## PROBLEM TO WORK ON
Among the entries below, find all lines that include "source" and copy them.

(Saved data entries)
use std::ffi::OsString;
use std::io::{self, Read, Write};
use std::path::PathBuf;
use std::process::{Command, Stdio};
use std::sync::mpsc;
use std::thread;

use log::debug;

use super::{
    collect_log, command_line, failure, join, missing_pipe, spawn_error, EffectsEngine,
    EngineEvent, EngineReport,
};
use crate::descriptor::EffectChain;
use crate::Result;

const CHUNK_SIZE: usize = 64 * 1024;

/// The `sox` effects processor, driven over stdin/stdout.
#[derive(Clone, Debug)]
pub struct Sox {
    program: PathBuf,
}

impl Sox {
    pub fn new(program: impl Into<PathBuf>) -> Self {
        Self {
            program: program.into(),
        }
    }

    /// `SOX_PATH` when set, otherwise `sox` from `PATH`.
    pub fn from_env() -> Self {
        Self::new(std::env::var_os("SOX_PATH").unwrap_or_else(|| OsString::from("sox")))
    }
}

impl Default for Sox {
    fn default() -> Self {
        Self::new("sox")
    }
}

impl EffectsEngine for Sox {
    fn describe(&self, chain: &EffectChain) -> String {
        command_line(self.program.as_os_str(), &sox_args(chain))
    }

    fn transform(
        &self,
        chain: &EffectChain,
        input: Box<dyn Read + Send>,
        output: Box<dyn Write + Send>,
        events: &mut dyn FnMut(EngineEvent),
    ) -> Result<EngineReport> {
        let program = self.program.as_os_str();
        let args = sox_args(chain);
        let mut child = Command::new(program)
            .args(&args)
            .stdin(Stdio::piped())
            .stdout(Stdio::piped())
            .stderr(Stdio::piped())
            .spawn()
            .map_err(|source| spawn_error(program, source))?;

        let stdin = child.stdin.take().ok_or_else(|| missing_pipe("stdin"))?;
        let stdout = child.stdout.take().ok_or_else(|| missing_pipe("stdout"))?;
        let stderr = child.stderr.take().ok_or_else(|| missing_pipe("stderr"))?;
        events(EngineEvent::Started(command_line(program, &args)));

        let log = collect_log(stderr);
        let feeder = thread::spawn(move || -> io::Result<u64> {
            let mut input = input;
            let mut stdin = stdin;
            io::copy(&mut input, &mut stdin)
        });

        let (tx, rx) = mpsc::channel();
        let drain = thread::spawn(move || -> io::Result<u64> {
            let mut stdout = stdout;
            let mut output = output;
            let mut buf = vec![0u8; CHUNK_SIZE];
            let mut written = 0u64;
            loop {
                let n = match stdout.read(&mut buf) {
                    Ok(0) => break,
                    Ok(n) => n,
                    Err(err) if err.kind() == io::ErrorKind::Interrupted => continue,
                    Err(err) => return Err(err),
                };
                output.write_all(&buf[..n])?;
                written += n as u64;
                // The receiver only goes away once the job gave up listening.
                let _ = tx.send(written);
            }
            output.flush()?;
            Ok(written)
        });

        for written in rx {
            events(EngineEvent::Transferred(written));
        }

        let status = child.wait()?;
        let fed = join(feeder);
        let drained = join(drain);
        let log = join(log)?;

        if !status.success() {
            return Err(failure(program, status, &log));
        }
        let read = fed?;
        let written = drained?;
        debug!("sox read {read} bytes and wrote {written} bytes");
        Ok(EngineReport { log })
    }
}

/// `-t <type> [-v <volume>] - -t <type> - <effect> <args>...`
pub fn sox_args(chain: &EffectChain) -> Vec<String> {
    let mut args = vec!["-t".to_owned(), chain.input_type.clone()];
    if let Some(volume) = chain.input_volume {
        args.push("-v".to_owned());
        args.push(volume.to_string());
    }
    args.push("-".to_owned());
    args.push("-t".to_owned());
    args.push(chain.output_type.clone());
    args.push("-".to_owned());
    args.extend(chain.arguments.iter().cloned());
    args
}
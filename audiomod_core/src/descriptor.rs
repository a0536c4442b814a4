//! Engine-agnostic descriptions of what each operation asks the engines to do.
//!
//! Every builder here is a pure function of its arguments. Rendering to a
//! concrete command line lives with the engines in [`crate::engine`].

use std::fmt;
use std::path::{Path, PathBuf};
use std::str::FromStr;

use crate::config::validate_pitch_percent;
use crate::metadata::AudioMetadata;
use crate::{AudioModError, Result};

/// Attenuation applied before silence detection.
pub const SILENCE_ATTENUATION: f64 = 0.2;
pub const SILENCE_NOISE_FLOOR_DB: f64 = -50.0;
pub const SILENCE_MIN_SECONDS: f64 = 5.0;

/// Subtracted from the probed duration to size pitch-bend envelopes.
pub const BEND_SAFETY_MARGIN_SECONDS: f64 = 0.1;
const BEND_CENTS: i32 = 2_000;
const BEND_FRAME_RATE: u32 = 25;
const BEND_OVERSAMPLE: u32 = 16;

/// Stream type handed to the effects engine when the input has no extension.
pub const DEFAULT_STREAM_TYPE: &str = "mp3";

#[derive(Clone, Copy, Debug, PartialEq)]
pub enum Gain {
    /// Linear factor, `1.0` is unity.
    Ratio(f64),
    Decibels(f64),
}

/// Half-open `[start, end)` interval in seconds.
#[derive(Clone, Copy, Debug, PartialEq)]
pub struct TimeWindow {
    pub start: f64,
    pub end: f64,
}

#[derive(Clone, Copy, Debug, PartialEq, Eq)]
pub enum FadeDirection {
    In,
    Out,
}

#[derive(Clone, Debug, PartialEq)]
pub enum AudioFilter {
    Volume {
        gain: Gain,
        window: Option<TimeWindow>,
    },
    /// Peak and mean loudness measurement; reports on the engine's log.
    VolumeDetect,
    SilenceDetect {
        noise_floor_db: f64,
        min_silence_seconds: f64,
    },
    /// Reinterpret the stream at a new rate without resampling.
    SetRate {
        sample_rate: u32,
    },
    Resample {
        sample_rate: u32,
    },
    Fade {
        direction: FadeDirection,
        start: f64,
        duration: f64,
    },
}

/// Live capture source for recordings.
#[derive(Clone, Debug, PartialEq)]
pub struct Capture {
    /// Demuxer that owns the device, e.g. `alsa`.
    pub format: String,
    pub device: String,
    pub seconds: f64,
    pub sample_rate: u32,
    pub channels: u16,
}

#[derive(Clone, Debug, PartialEq)]
pub enum Input {
    File(PathBuf),
    Capture(Capture),
}

#[derive(Clone, Debug, PartialEq)]
pub enum OutputTarget {
    File(PathBuf),
    /// Discard decoded output; used by measurement passes.
    Null,
}

/// One invocation of the transcoding engine.
#[derive(Clone, Debug, PartialEq)]
pub struct Pass {
    pub input: Input,
    pub filters: Vec<AudioFilter>,
    pub output: OutputTarget,
}

impl OutputTarget {
    pub fn path(&self) -> Option<&Path> {
        match self {
            OutputTarget::File(path) => Some(path.as_path()),
            OutputTarget::Null => None,
        }
    }
}

impl Pass {
    fn from_file(input: &Path, filters: Vec<AudioFilter>, output: OutputTarget) -> Self {
        Self {
            input: Input::File(input.to_path_buf()),
            filters,
            output,
        }
    }
}

#[derive(Clone, Copy, Debug, PartialEq, Eq, Hash)]
pub enum Effect {
    Reverb,
    Echo,
    Chorus,
    Flanger,
    Distort,
    Lowpass,
    Highpass,
    BendUp,
    BendDown,
    Reverse,
}

impl Effect {
    pub const ALL: [Effect; 10] = [
        Effect::Reverb,
        Effect::Echo,
        Effect::Chorus,
        Effect::Flanger,
        Effect::Distort,
        Effect::Lowpass,
        Effect::Highpass,
        Effect::BendUp,
        Effect::BendDown,
        Effect::Reverse,
    ];

    pub fn name(self) -> &'static str {
        match self {
            Effect::Reverb => "REVERB",
            Effect::Echo => "ECHO",
            Effect::Chorus => "CHORUS",
            Effect::Flanger => "FLANGER",
            Effect::Distort => "DISTORT",
            Effect::Lowpass => "LOWPASS",
            Effect::Highpass => "HIGHPASS",
            Effect::BendUp => "BENDUP",
            Effect::BendDown => "BENDDOWN",
            Effect::Reverse => "REVERSE",
        }
    }

    /// Whether building the chain needs the probed duration.
    pub fn needs_duration(self) -> bool {
        matches!(self, Effect::BendUp | Effect::BendDown)
    }

    fn input_volume(self) -> Option<f64> {
        match self {
            Effect::Reverb => Some(0.7),
            Effect::Echo => Some(0.6),
            Effect::BendUp | Effect::BendDown => Some(0.5),
            Effect::Reverse => None,
            _ => Some(0.8),
        }
    }
}

impl fmt::Display for Effect {
    fn fmt(&self, f: &mut fmt::Formatter<'_>) -> fmt::Result {
        f.write_str(self.name())
    }
}

impl FromStr for Effect {
    type Err = AudioModError;

    fn from_str(s: &str) -> Result<Self> {
        let wanted = s.trim().to_ascii_uppercase();
        Effect::ALL
            .into_iter()
            .find(|effect| effect.name() == wanted)
            .ok_or_else(|| AudioModError::UnknownEffect(s.to_owned()))
    }
}

/// Effect invocation for the effects engine: one effect and its arguments,
/// reading a byte stream of `input_type` and writing one of `output_type`.
#[derive(Clone, Debug, PartialEq)]
pub struct EffectChain {
    pub effect: Effect,
    pub input_type: String,
    pub output_type: String,
    pub input_volume: Option<f64>,
    pub arguments: Vec<String>,
}

/// What running an operation amounts to, before anything is spawned.
#[derive(Clone, Debug, PartialEq)]
pub enum Plan {
    Transcode(Pass),
    /// Measurement pass; the gain pass is built from its report.
    Normalize(Pass),
    Effect(EffectChain),
}

/// First normalization pass: measure the peak and discard the audio.
pub fn measure_peak(input: &Path) -> Pass {
    Pass::from_file(input, vec![AudioFilter::VolumeDetect], OutputTarget::Null)
}

/// Second normalization pass: lift the whole file by `gain_db`.
pub fn apply_gain(input: &Path, gain_db: f64, output: OutputTarget) -> Pass {
    Pass::from_file(
        input,
        vec![AudioFilter::Volume {
            gain: Gain::Decibels(gain_db),
            window: None,
        }],
        output,
    )
}

/// Gain change over the first half of the file; the second half stays at
/// unity.
pub fn change_volume(
    input: &Path,
    percent: f64,
    metadata: &AudioMetadata,
    output: OutputTarget,
) -> Pass {
    let duration = metadata.duration_seconds;
    let half = duration / 2.0;
    Pass::from_file(
        input,
        vec![
            AudioFilter::Volume {
                gain: Gain::Ratio(percent / 100.0),
                window: Some(TimeWindow {
                    start: 0.0,
                    end: half,
                }),
            },
            AudioFilter::Volume {
                gain: Gain::Ratio(1.0),
                window: Some(TimeWindow {
                    start: half,
                    end: duration,
                }),
            },
        ],
        output,
    )
}

pub fn split_silences(input: &Path, output: OutputTarget) -> Pass {
    Pass::from_file(
        input,
        vec![
            AudioFilter::Volume {
                gain: Gain::Ratio(SILENCE_ATTENUATION),
                window: None,
            },
            AudioFilter::SilenceDetect {
                noise_floor_db: SILENCE_NOISE_FLOOR_DB,
                min_silence_seconds: SILENCE_MIN_SECONDS,
            },
        ],
        output,
    )
}

/// Pitch change by playing the samples back at a different rate.
///
/// Tempo follows the pitch; only the rate is resampled back afterwards.
#[derive(Clone, Copy, Debug, PartialEq)]
pub struct PitchShift {
    pub ratio: f64,
    pub original_rate: u32,
    pub shifted_rate: u32,
}

impl PitchShift {
    pub fn new(original_rate: u32, pitch_percent: i64) -> Result<Self> {
        let percent = validate_pitch_percent(pitch_percent)?;
        let ratio = 1.0 - (100.0 - f64::from(percent)).round() / 100.0;
        let shifted_rate = (f64::from(original_rate) * ratio).round() as u32;
        Ok(Self {
            ratio,
            original_rate,
            shifted_rate,
        })
    }
}

pub fn shift_pitch(input: &Path, shift: &PitchShift, output: OutputTarget) -> Pass {
    Pass::from_file(
        input,
        vec![
            AudioFilter::SetRate {
                sample_rate: shift.shifted_rate,
            },
            AudioFilter::Resample {
                sample_rate: shift.original_rate,
            },
        ],
        output,
    )
}

/// Fade in from zero and fade out ending at `duration`.
///
/// The fade-out start is not clamped: a fade longer than the file starts
/// before zero.
pub fn fade(
    input: &Path,
    duration: f64,
    fade_in: f64,
    fade_out: f64,
    output: OutputTarget,
) -> Pass {
    Pass::from_file(
        input,
        vec![
            AudioFilter::Fade {
                direction: FadeDirection::In,
                start: 0.0,
                duration: fade_in,
            },
            AudioFilter::Fade {
                direction: FadeDirection::Out,
                start: duration - fade_out,
                duration: fade_out,
            },
        ],
        output,
    )
}

pub fn record(capture: Capture, output: OutputTarget) -> Pass {
    Pass {
        input: Input::Capture(capture),
        filters: Vec::new(),
        output,
    }
}

/// Effect chain for `effect`. Stream types follow the file extensions of
/// `input` and `output`.
pub fn effect_chain(
    effect: Effect,
    input: &Path,
    output: &Path,
    metadata: &AudioMetadata,
) -> EffectChain {
    let arguments: Vec<String> = match effect {
        Effect::Reverb => args(["reverb", "50", "60", "60", "10", "0", "-6"]),
        Effect::Echo => args([
            "echos", "0.9", "0.05", "300", "0.25", "600", "0.08", "900", "0.015",
        ]),
        Effect::Chorus => args(["chorus", "0.9", "0.5", "25", "0.8", "0.5", "9", "-s"]),
        Effect::Flanger => args([
            "flanger", "20", "10", "90", "100", "1.5", "sine", "linear",
        ]),
        Effect::Distort => args(["overdrive", "20", "30"]),
        Effect::Lowpass => args(["lowpass", "-2", "1800"]),
        Effect::Highpass => args(["highpass", "-2", "340"]),
        Effect::BendUp => bend(BEND_CENTS, metadata.duration_seconds),
        Effect::BendDown => bend(-BEND_CENTS, metadata.duration_seconds),
        Effect::Reverse => args(["reverse"]),
    };

    EffectChain {
        effect,
        input_type: stream_type(input),
        output_type: stream_type(output),
        input_volume: effect.input_volume(),
        arguments,
    }
}

fn bend(cents: i32, duration: f64) -> Vec<String> {
    let end = duration - BEND_SAFETY_MARGIN_SECONDS;
    vec![
        "bend".to_owned(),
        "-f".to_owned(),
        BEND_FRAME_RATE.to_string(),
        "-o".to_owned(),
        BEND_OVERSAMPLE.to_string(),
        format!("0,{cents},{end}"),
    ]
}

fn args<const N: usize>(values: [&str; N]) -> Vec<String> {
    values.iter().map(|value| (*value).to_owned()).collect()
}

fn stream_type(input: &Path) -> String {
    input
        .extension()
        .and_then(|ext| ext.to_str())
        .filter(|ext| !ext.is_empty())
        .map_or_else(|| DEFAULT_STREAM_TYPE.to_owned(), str::to_ascii_lowercase)
}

## SOLVED PROBLEM
            .map_err(|source| spawn_error(program, source))?;
/// Live capture source for recordings.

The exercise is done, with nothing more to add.